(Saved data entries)
Content starts

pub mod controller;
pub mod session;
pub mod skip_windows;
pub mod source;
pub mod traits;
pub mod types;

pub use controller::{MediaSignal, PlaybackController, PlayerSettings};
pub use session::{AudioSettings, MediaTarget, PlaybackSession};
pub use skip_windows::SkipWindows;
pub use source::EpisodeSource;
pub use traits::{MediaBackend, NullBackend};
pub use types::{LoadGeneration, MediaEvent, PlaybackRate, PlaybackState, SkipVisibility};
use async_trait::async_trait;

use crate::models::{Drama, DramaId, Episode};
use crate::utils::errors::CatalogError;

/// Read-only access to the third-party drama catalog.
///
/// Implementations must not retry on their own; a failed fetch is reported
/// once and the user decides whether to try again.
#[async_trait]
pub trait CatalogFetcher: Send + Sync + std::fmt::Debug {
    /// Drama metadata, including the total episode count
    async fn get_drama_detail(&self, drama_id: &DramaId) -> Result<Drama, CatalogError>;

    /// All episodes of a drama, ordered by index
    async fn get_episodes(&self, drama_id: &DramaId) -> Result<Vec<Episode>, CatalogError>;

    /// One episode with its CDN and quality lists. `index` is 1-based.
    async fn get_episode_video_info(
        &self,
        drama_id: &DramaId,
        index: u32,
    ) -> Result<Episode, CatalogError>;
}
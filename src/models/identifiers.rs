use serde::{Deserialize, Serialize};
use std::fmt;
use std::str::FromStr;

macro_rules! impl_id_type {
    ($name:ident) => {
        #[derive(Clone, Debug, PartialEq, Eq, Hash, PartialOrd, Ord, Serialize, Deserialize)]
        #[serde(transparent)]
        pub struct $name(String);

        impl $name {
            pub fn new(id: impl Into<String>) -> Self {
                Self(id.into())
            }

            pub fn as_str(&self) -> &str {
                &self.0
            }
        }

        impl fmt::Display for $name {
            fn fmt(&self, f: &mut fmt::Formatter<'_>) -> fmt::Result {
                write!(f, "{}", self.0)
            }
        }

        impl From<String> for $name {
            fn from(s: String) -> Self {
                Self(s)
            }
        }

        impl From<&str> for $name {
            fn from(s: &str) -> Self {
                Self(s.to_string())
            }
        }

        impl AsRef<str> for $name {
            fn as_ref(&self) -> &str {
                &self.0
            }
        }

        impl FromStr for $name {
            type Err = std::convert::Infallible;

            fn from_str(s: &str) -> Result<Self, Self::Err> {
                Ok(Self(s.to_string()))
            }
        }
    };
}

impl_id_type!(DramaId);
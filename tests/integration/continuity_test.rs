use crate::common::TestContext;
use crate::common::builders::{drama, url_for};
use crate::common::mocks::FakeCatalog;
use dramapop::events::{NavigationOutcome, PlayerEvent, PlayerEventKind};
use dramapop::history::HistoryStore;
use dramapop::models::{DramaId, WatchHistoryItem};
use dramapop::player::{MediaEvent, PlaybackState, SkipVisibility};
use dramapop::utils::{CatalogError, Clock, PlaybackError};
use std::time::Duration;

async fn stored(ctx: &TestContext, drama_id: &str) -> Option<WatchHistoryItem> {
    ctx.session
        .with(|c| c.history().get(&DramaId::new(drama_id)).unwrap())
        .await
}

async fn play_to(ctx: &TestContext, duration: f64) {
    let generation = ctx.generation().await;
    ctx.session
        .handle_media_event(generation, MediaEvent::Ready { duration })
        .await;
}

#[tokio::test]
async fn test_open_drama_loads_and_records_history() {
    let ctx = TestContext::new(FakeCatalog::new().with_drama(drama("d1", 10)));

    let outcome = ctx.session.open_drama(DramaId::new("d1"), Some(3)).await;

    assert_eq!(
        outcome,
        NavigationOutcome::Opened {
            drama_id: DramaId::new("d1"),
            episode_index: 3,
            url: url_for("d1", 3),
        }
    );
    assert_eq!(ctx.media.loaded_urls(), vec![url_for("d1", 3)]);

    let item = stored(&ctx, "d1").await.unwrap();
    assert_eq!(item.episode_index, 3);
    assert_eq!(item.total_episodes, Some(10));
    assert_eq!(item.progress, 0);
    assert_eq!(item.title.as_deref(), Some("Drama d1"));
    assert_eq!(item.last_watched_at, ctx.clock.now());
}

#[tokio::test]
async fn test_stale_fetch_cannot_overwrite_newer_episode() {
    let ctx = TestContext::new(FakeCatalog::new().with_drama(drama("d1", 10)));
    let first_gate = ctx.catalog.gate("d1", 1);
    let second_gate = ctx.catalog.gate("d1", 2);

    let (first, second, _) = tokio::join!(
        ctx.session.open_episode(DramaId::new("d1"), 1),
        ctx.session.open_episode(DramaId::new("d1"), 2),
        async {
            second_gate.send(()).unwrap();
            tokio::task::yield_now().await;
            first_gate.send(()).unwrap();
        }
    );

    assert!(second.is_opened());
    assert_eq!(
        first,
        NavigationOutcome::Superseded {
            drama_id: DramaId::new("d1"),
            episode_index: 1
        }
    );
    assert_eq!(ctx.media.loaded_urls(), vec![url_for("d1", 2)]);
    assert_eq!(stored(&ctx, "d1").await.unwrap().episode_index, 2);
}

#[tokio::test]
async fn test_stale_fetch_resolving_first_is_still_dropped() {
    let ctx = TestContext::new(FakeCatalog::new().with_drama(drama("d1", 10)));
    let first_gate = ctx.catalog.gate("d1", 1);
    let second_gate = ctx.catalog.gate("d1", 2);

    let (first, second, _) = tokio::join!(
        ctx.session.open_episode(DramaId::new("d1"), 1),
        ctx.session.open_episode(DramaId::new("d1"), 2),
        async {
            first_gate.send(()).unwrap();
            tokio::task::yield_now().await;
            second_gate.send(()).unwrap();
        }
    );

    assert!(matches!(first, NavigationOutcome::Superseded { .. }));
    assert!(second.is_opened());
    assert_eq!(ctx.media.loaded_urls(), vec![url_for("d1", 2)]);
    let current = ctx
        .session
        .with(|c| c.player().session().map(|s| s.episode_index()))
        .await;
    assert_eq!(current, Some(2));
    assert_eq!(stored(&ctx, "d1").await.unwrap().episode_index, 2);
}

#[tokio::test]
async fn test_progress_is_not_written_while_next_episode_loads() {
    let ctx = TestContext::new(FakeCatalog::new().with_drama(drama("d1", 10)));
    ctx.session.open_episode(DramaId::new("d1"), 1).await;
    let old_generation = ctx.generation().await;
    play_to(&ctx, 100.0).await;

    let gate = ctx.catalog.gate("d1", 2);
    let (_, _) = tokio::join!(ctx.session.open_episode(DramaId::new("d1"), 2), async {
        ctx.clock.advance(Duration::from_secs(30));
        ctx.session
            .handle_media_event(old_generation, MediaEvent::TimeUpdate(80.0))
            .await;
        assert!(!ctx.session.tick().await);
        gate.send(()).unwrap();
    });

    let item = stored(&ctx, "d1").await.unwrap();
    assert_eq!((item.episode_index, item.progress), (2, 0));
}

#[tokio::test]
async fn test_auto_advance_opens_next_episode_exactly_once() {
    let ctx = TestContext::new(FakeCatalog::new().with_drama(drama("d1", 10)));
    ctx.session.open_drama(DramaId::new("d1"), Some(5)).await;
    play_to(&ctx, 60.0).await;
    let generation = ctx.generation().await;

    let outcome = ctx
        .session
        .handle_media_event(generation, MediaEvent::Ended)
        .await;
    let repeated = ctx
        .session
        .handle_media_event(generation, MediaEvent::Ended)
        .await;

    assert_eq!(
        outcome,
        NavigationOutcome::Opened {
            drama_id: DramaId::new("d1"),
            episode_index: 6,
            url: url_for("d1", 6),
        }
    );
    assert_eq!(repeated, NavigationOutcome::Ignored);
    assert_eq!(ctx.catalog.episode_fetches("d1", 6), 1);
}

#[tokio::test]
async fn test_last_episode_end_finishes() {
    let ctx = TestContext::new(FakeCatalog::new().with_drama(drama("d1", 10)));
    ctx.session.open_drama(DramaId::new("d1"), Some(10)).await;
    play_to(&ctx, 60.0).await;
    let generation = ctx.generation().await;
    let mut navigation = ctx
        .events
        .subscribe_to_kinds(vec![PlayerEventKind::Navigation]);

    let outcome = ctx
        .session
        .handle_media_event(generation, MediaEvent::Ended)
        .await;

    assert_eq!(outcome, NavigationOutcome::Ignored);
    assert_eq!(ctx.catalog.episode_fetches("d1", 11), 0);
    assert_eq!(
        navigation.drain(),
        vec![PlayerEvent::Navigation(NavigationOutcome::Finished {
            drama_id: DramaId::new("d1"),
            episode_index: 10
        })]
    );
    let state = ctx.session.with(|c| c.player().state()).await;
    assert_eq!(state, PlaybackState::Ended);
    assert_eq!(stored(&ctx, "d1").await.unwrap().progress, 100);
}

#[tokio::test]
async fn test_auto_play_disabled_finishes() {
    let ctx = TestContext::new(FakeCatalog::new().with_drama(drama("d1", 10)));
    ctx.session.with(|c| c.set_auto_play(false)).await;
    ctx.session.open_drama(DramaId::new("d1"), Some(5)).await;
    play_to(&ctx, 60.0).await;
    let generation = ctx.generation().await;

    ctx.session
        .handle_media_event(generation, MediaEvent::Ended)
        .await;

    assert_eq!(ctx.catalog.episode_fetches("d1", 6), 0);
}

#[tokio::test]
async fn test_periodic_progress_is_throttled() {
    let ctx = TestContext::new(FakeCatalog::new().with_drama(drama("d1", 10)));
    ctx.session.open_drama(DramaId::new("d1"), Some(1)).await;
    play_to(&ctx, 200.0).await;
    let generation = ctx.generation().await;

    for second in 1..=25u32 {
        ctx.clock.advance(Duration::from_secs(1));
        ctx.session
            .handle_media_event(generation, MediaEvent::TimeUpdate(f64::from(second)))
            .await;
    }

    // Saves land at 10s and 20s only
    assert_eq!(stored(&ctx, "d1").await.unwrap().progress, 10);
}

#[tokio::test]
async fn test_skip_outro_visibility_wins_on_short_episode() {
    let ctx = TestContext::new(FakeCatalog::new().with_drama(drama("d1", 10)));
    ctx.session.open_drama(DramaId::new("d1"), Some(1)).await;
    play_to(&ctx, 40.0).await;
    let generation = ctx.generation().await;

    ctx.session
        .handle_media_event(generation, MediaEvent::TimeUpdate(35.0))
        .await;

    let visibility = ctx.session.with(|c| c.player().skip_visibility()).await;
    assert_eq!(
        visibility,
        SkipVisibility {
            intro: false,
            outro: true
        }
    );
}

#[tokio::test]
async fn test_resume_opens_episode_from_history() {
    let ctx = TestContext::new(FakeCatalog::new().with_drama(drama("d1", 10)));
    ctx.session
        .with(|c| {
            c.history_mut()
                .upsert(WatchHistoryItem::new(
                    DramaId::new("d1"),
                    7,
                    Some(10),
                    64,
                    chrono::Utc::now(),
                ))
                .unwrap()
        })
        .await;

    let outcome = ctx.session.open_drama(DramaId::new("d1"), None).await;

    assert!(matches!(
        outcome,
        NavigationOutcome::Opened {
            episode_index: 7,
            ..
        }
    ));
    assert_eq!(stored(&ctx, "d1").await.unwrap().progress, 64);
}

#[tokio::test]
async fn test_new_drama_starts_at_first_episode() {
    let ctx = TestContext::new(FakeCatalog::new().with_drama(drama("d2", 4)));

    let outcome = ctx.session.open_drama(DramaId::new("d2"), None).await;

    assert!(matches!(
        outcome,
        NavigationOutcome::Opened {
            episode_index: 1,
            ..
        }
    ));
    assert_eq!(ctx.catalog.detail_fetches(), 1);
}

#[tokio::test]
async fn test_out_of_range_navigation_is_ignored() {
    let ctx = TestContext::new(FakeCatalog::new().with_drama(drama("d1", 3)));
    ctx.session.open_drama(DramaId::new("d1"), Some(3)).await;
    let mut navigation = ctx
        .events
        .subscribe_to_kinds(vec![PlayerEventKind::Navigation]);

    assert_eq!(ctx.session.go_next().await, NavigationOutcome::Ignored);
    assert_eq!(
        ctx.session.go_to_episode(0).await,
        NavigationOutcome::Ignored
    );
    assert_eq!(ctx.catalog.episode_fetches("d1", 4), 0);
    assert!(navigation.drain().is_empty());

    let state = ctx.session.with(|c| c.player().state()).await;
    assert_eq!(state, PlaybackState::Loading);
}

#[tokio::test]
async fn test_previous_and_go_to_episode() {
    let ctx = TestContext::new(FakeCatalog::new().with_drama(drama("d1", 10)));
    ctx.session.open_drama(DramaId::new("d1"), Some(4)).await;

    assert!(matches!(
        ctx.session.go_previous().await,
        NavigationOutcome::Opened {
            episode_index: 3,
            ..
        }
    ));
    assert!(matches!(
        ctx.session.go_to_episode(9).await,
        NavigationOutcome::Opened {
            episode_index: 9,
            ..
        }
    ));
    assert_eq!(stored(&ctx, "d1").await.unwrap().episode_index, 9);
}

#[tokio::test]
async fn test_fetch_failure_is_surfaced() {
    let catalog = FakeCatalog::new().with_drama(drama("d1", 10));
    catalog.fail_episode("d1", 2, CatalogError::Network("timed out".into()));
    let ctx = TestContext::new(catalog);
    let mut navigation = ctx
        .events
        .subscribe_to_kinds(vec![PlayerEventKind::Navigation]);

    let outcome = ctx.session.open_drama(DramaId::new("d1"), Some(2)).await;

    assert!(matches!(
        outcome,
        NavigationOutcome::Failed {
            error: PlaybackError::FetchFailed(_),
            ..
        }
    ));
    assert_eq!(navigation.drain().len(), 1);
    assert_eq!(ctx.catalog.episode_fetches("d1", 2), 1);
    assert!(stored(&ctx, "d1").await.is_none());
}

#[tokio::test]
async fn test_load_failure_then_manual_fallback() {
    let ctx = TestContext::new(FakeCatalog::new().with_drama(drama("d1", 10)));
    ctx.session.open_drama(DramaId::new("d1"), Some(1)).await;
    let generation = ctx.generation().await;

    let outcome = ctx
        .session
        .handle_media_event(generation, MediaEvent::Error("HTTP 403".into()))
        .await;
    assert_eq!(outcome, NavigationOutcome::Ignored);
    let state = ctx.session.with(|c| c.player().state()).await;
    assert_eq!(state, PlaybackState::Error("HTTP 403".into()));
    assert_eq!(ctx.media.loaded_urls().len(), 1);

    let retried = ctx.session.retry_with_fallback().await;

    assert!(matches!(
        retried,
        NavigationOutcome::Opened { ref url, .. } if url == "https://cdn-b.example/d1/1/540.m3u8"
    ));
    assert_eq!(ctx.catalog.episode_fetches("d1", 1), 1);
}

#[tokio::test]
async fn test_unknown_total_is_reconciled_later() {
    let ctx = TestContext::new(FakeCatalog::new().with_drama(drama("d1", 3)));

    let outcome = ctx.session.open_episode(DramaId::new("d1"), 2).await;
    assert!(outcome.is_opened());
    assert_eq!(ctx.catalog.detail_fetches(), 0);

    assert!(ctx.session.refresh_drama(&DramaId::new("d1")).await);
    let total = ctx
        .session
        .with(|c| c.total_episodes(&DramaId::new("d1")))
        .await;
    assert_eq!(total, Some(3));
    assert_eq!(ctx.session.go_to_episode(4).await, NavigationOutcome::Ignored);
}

Content ends

_Work to complete_
From the entries, report every line in which the string "TimeUpdate" occurs.

_Exercise solution_
            .handle_media_event(old_generation, MediaEvent::TimeUpdate(80.0))
            .handle_media_event(generation, MediaEvent::TimeUpdate(f64::from(second)))
        .handle_media_event(generation, MediaEvent::TimeUpdate(35.0))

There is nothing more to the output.